//! Scheduler core: job registry, PID allocation, and the two-phase
//! tick/dispatch protocol.
//!
//! Two call sites drive the scheduler at different cadences: a periodic
//! tick source calls [`Scheduler::advance`] (typically from an interrupt)
//! and the application's main loop calls [`Scheduler::service`].
//! `advance` only counts down and arms jobs; `service` executes **at most
//! one** due job per call, so the latency it adds to any single main-loop
//! iteration is bounded by one callback plus an O(jobs) scan. A backlog of
//! due jobs drains over successive `service` calls, earliest-created first.
//!
//! The two contexts must be serialized by the caller — on a single-core
//! target, wrap the scheduler in [`crate::shared::SharedScheduler`].

use alloc::vec::Vec;
use core::fmt;

use crate::job::{Callback, FOREVER, Job, NO_PID, Pid};
use crate::profile::{Profile, elapsed_micros};

/// Why a job could not be created.
#[derive(Debug, Clone, Copy, PartialEq, Eq)]
pub enum CreateError {
    /// Periods must be greater than one tick.
    InvalidPeriod,
    /// The registry could not grow; the scheduler is unchanged.
    OutOfMemory,
}

impl fmt::Display for CreateError {
    fn fmt(&self, f: &mut fmt::Formatter<'_>) -> fmt::Result {
        match self {
            CreateError::InvalidPeriod => write!(f, "period must be > 1 tick"),
            CreateError::OutOfMemory => write!(f, "could not allocate job"),
        }
    }
}

/// Cooperative tick-driven task scheduler.
///
/// Owns all job storage. PIDs are issued monotonically, skipping the
/// reserved zero value; after 2^32 allocations the counter wraps and a PID
/// held by a very long-lived job could be reissued — no collision scan is
/// performed.
pub struct Scheduler {
    jobs: Vec<Job>,
    next_pid: Pid,
    /// PID of the job whose callback is on the stack right now, or
    /// [`NO_PID`]. A job is never destroyed while it is executing; removal
    /// is deferred to the terminal-firing path instead.
    executing: Pid,
    clock: fn() -> u32,
    total_loops: u32,
    productive_loops: u32,
    overhead_micros: u32,
}

impl Scheduler {
    /// New empty scheduler. `clock` is a monotonic microsecond source used
    /// by the profiler and the `service` overhead counter — on real
    /// hardware a timer read, in tests a fake.
    pub const fn new(clock: fn() -> u32) -> Self {
        Self {
            jobs: Vec::new(),
            next_pid: 1,
            executing: NO_PID,
            clock,
            total_loops: 0,
            productive_loops: 0,
            overhead_micros: 0,
        }
    }

    fn job(&self, pid: Pid) -> Option<&Job> {
        self.jobs.iter().find(|j| j.pid == pid)
    }

    fn job_mut(&mut self, pid: Pid) -> Option<&mut Job> {
        self.jobs.iter_mut().find(|j| j.pid == pid)
    }

    fn alloc_pid(&mut self) -> Pid {
        loop {
            let pid = self.next_pid;
            self.next_pid = self.next_pid.wrapping_add(1);
            if pid != NO_PID {
                return pid;
            }
        }
    }

    // ── Registry ────────────────────────────────────────────────────────

    /// Create a job. It is enabled immediately with a full countdown and
    /// first becomes due `period` ticks from now.
    ///
    /// `recurs`: [`FOREVER`] to run indefinitely, `N > 0` to fire `N + 1`
    /// times, `0` to fire exactly once more. `autoclear` removes (rather
    /// than disables) the job once `recurs` is exhausted.
    pub fn create(
        &mut self,
        period: u32,
        recurs: i16,
        autoclear: bool,
        callback: Callback,
    ) -> Result<Pid, CreateError> {
        if period <= 1 {
            log::warn!("sched: create rejected, period {period} too short");
            return Err(CreateError::InvalidPeriod);
        }
        if self.jobs.try_reserve(1).is_err() {
            log::warn!("sched: create rejected, out of memory");
            return Err(CreateError::OutOfMemory);
        }
        let pid = self.alloc_pid();
        self.jobs.push(Job {
            pid,
            period,
            ttw: period,
            recurs,
            enabled: true,
            due: false,
            autoclear,
            callback: Some(callback),
            profile: None,
        });
        log::debug!("sched: created job {pid} (period {period}, recurs {recurs})");
        Ok(pid)
    }

    /// Remove a job and any attached profiling data.
    ///
    /// Called on the currently-executing PID (i.e. from inside that job's
    /// own callback), nothing is destroyed; the job is marked
    /// `autoclear, recurs = 0` so the dispatcher reaps it through the
    /// normal terminal-firing path once the callback returns.
    /// Returns `false` if the PID is unknown.
    pub fn remove(&mut self, pid: Pid) -> bool {
        if pid == self.executing {
            match self.job_mut(pid) {
                Some(job) => {
                    job.autoclear = true;
                    job.recurs = 0;
                    log::debug!("sched: removal of executing job {pid} deferred");
                    true
                }
                None => false,
            }
        } else {
            self.destroy(pid)
        }
    }

    fn destroy(&mut self, pid: Pid) -> bool {
        match self.jobs.iter().position(|j| j.pid == pid) {
            Some(i) => {
                self.jobs.remove(i);
                log::debug!("sched: removed job {pid}");
                true
            }
            None => false,
        }
    }

    /// Number of jobs currently defined, enabled or not.
    pub fn total_jobs(&self) -> usize {
        self.jobs.len()
    }

    /// Number of jobs currently enabled.
    pub fn active_jobs(&self) -> usize {
        self.jobs.iter().filter(|j| j.enabled).count()
    }

    /// The PID the allocator will issue next.
    pub fn peek_next_pid(&self) -> Pid {
        self.next_pid
    }

    pub fn is_enabled(&self, pid: Pid) -> bool {
        self.job(pid).is_some_and(|j| j.enabled)
    }

    /// Whether the job exists, is enabled, and has at least one firing
    /// left before it might be disabled or reaped.
    pub fn will_run_again(&self, pid: Pid) -> bool {
        self.job(pid)
            .is_some_and(|j| j.enabled && (j.recurs == FOREVER || j.recurs > 0))
    }

    pub(crate) fn jobs(&self) -> &[Job] {
        &self.jobs
    }

    // ── Alteration ──────────────────────────────────────────────────────

    /// Reconfigure every parameter of an existing job. Clears any pending
    /// firing and restarts the countdown under the new period — a job
    /// mid-flight never fires on stale parameters.
    pub fn alter(
        &mut self,
        pid: Pid,
        period: u32,
        recurs: i16,
        autoclear: bool,
        callback: Callback,
    ) -> bool {
        if period <= 1 {
            return false;
        }
        match self.job_mut(pid) {
            Some(job) => {
                job.due = false;
                job.period = period;
                job.ttw = period;
                job.recurs = recurs;
                job.autoclear = autoclear;
                job.callback = Some(callback);
                true
            }
            None => false,
        }
    }

    /// Change a job's period. Clears any pending firing and restarts the
    /// countdown at the new period.
    pub fn set_period(&mut self, pid: Pid, period: u32) -> bool {
        if period <= 1 {
            return false;
        }
        match self.job_mut(pid) {
            Some(job) => {
                job.due = false;
                job.period = period;
                job.ttw = period;
                true
            }
            None => false,
        }
    }

    /// Change a job's remaining repeat count. Clears any pending firing.
    pub fn set_recurrence(&mut self, pid: Pid, recurs: i16) -> bool {
        match self.job_mut(pid) {
            Some(job) => {
                job.due = false;
                job.recurs = recurs;
                true
            }
            None => false,
        }
    }

    pub fn set_autoclear(&mut self, pid: Pid, autoclear: bool) -> bool {
        match self.job_mut(pid) {
            Some(job) => {
                job.autoclear = autoclear;
                true
            }
            None => false,
        }
    }

    /// Swap a job's callback. Clears any pending firing and restarts the
    /// countdown, so the new callback never runs off the old schedule.
    pub fn set_callback(&mut self, pid: Pid, callback: Callback) -> bool {
        match self.job_mut(pid) {
            Some(job) => {
                job.due = false;
                job.ttw = job.period;
                job.callback = Some(callback);
                true
            }
            None => false,
        }
    }

    pub fn enable(&mut self, pid: Pid) -> bool {
        match self.job_mut(pid) {
            Some(job) => {
                job.enabled = true;
                true
            }
            None => false,
        }
    }

    /// Stop ticking a job. The countdown is reset to a full period so a
    /// later [`enable`](Self::enable) never fires sooner than one full
    /// period after re-enabling.
    pub fn disable(&mut self, pid: Pid) -> bool {
        match self.job_mut(pid) {
            Some(job) => {
                job.enabled = false;
                job.due = false;
                job.ttw = job.period;
                true
            }
            None => false,
        }
    }

    /// Override the job's countdown for one cycle only (the value may
    /// exceed the period) and force-enable it. After the next firing the
    /// countdown reverts to the job's normal period.
    pub fn delay(&mut self, pid: Pid, ticks: u32) -> bool {
        match self.job_mut(pid) {
            Some(job) => {
                job.ttw = ticks;
                job.enabled = true;
                true
            }
            None => false,
        }
    }

    /// Reset the job's countdown to its period and force-enable it.
    pub fn rearm(&mut self, pid: Pid) -> bool {
        match self.job_mut(pid) {
            Some(job) => {
                job.ttw = job.period;
                job.enabled = true;
                true
            }
            None => false,
        }
    }

    // ── Tick advancer ───────────────────────────────────────────────────

    /// Push every enabled job's countdown forward by one tick; a job whose
    /// countdown reaches zero is flagged due and its countdown re-armed.
    ///
    /// Called by the periodic tick source. O(jobs), allocation-free —
    /// safe inside a tight periodic interrupt.
    pub fn advance(&mut self) {
        for job in &mut self.jobs {
            if !job.enabled {
                continue;
            }
            job.ttw = job.ttw.saturating_sub(1);
            if job.ttw == 0 {
                job.due = true;
                job.ttw = job.period;
            }
        }
    }

    // ── Dispatcher ──────────────────────────────────────────────────────

    /// Execute the first due job in creation order, if any. At most one
    /// job runs per call; call repeatedly from the main loop to drain a
    /// backlog. Earlier-created jobs are de facto higher priority.
    ///
    /// Not re-entrant: a callback that calls `service` again can dispatch
    /// *other* due jobs, never itself.
    pub fn service(&mut self) {
        let origin = (self.clock)();
        self.total_loops = self.total_loops.wrapping_add(1);

        // A job whose callback is checked out is mid-dispatch further up
        // the stack and is not dispatchable.
        let slot = self
            .jobs
            .iter()
            .position(|j| j.due && j.callback.is_some());
        if let Some(slot) = slot {
            let pid = self.jobs[slot].pid;
            let profiled = self.jobs[slot]
                .profile
                .as_ref()
                .is_some_and(|p| p.is_active());
            if let Some(mut callback) = self.jobs[slot].callback.take() {
                let start = if profiled { (self.clock)() } else { 0 };

                self.executing = pid;
                callback(self, pid);
                self.executing = NO_PID;

                let end = if profiled { (self.clock)() } else { 0 };

                // The callback may have altered or removed jobs; find this
                // one again by PID before touching its state.
                let mut reap = false;
                if let Some(job) = self.jobs.iter_mut().find(|j| j.pid == pid) {
                    if profiled {
                        if let Some(p) = job.profile.as_mut() {
                            if p.is_active() {
                                p.record(elapsed_micros(start, end));
                            }
                        }
                    }
                    // Restore the callback unless the job swapped it in
                    // its own slot while it ran.
                    if job.callback.is_none() {
                        job.callback = Some(callback);
                    }
                    job.due = false;
                    match job.recurs {
                        FOREVER => {}
                        0 => {
                            if job.autoclear {
                                reap = true;
                            } else {
                                job.enabled = false;
                                job.ttw = job.period;
                            }
                        }
                        _ => job.recurs -= 1,
                    }
                }
                if reap {
                    self.destroy(pid);
                }
                self.productive_loops = self.productive_loops.wrapping_add(1);
            }
        }

        self.overhead_micros = (self.clock)().wrapping_sub(origin);
    }

    // ── Diagnostics counters ────────────────────────────────────────────

    /// Total calls to [`service`](Self::service).
    pub fn total_loops(&self) -> u32 {
        self.total_loops
    }

    /// Calls to [`service`](Self::service) that actually dispatched a job.
    pub fn productive_loops(&self) -> u32 {
        self.productive_loops
    }

    /// Microseconds spent inside the most recent
    /// [`service`](Self::service) call, callback included.
    pub fn overhead_micros(&self) -> u32 {
        self.overhead_micros
    }

    // ── Profiler ────────────────────────────────────────────────────────

    /// Attach a fresh profiling record to a job. A no-op while an active
    /// record exists; re-starting after
    /// [`stop_profiling`](Self::stop_profiling) replaces the frozen record
    /// with a fresh one.
    pub fn begin_profiling(&mut self, pid: Pid) {
        if let Some(job) = self.job_mut(pid) {
            match &job.profile {
                Some(p) if p.is_active() => {}
                _ => job.profile = Some(Profile::new()),
            }
        }
    }

    /// Freeze a job's profiling record without discarding the data.
    pub fn stop_profiling(&mut self, pid: Pid) {
        if let Some(job) = self.job_mut(pid) {
            if let Some(p) = job.profile.as_mut() {
                p.stop();
            }
        }
    }

    /// Detach and discard a job's profiling record.
    pub fn clear_profiling(&mut self, pid: Pid) {
        if let Some(job) = self.job_mut(pid) {
            job.profile = None;
        }
    }

    /// Whether the job is currently being actively profiled.
    pub fn is_profiling(&self, pid: Pid) -> bool {
        self.job(pid)
            .and_then(|j| j.profile.as_ref())
            .is_some_and(|p| p.is_active())
    }

    /// The job's profiling record, if one is attached (active or frozen).
    pub fn profile(&self, pid: Pid) -> Option<&Profile> {
        self.job(pid).and_then(|j| j.profile.as_ref())
    }
}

——————

→ **Task**
Would you please copy exactly the part of the entries above that begins at the line containing "if let Some(slot)" and ends at the line containing "if let Some(mut", both lines included?

→ **Answer box**
        if let Some(slot) = slot {
            let pid = self.jobs[slot].pid;
            let profiled = self.jobs[slot]
                .profile
                .as_ref()
                .is_some_and(|p| p.is_active());
            if let Some(mut callback) = self.jobs[slot].callback.take() {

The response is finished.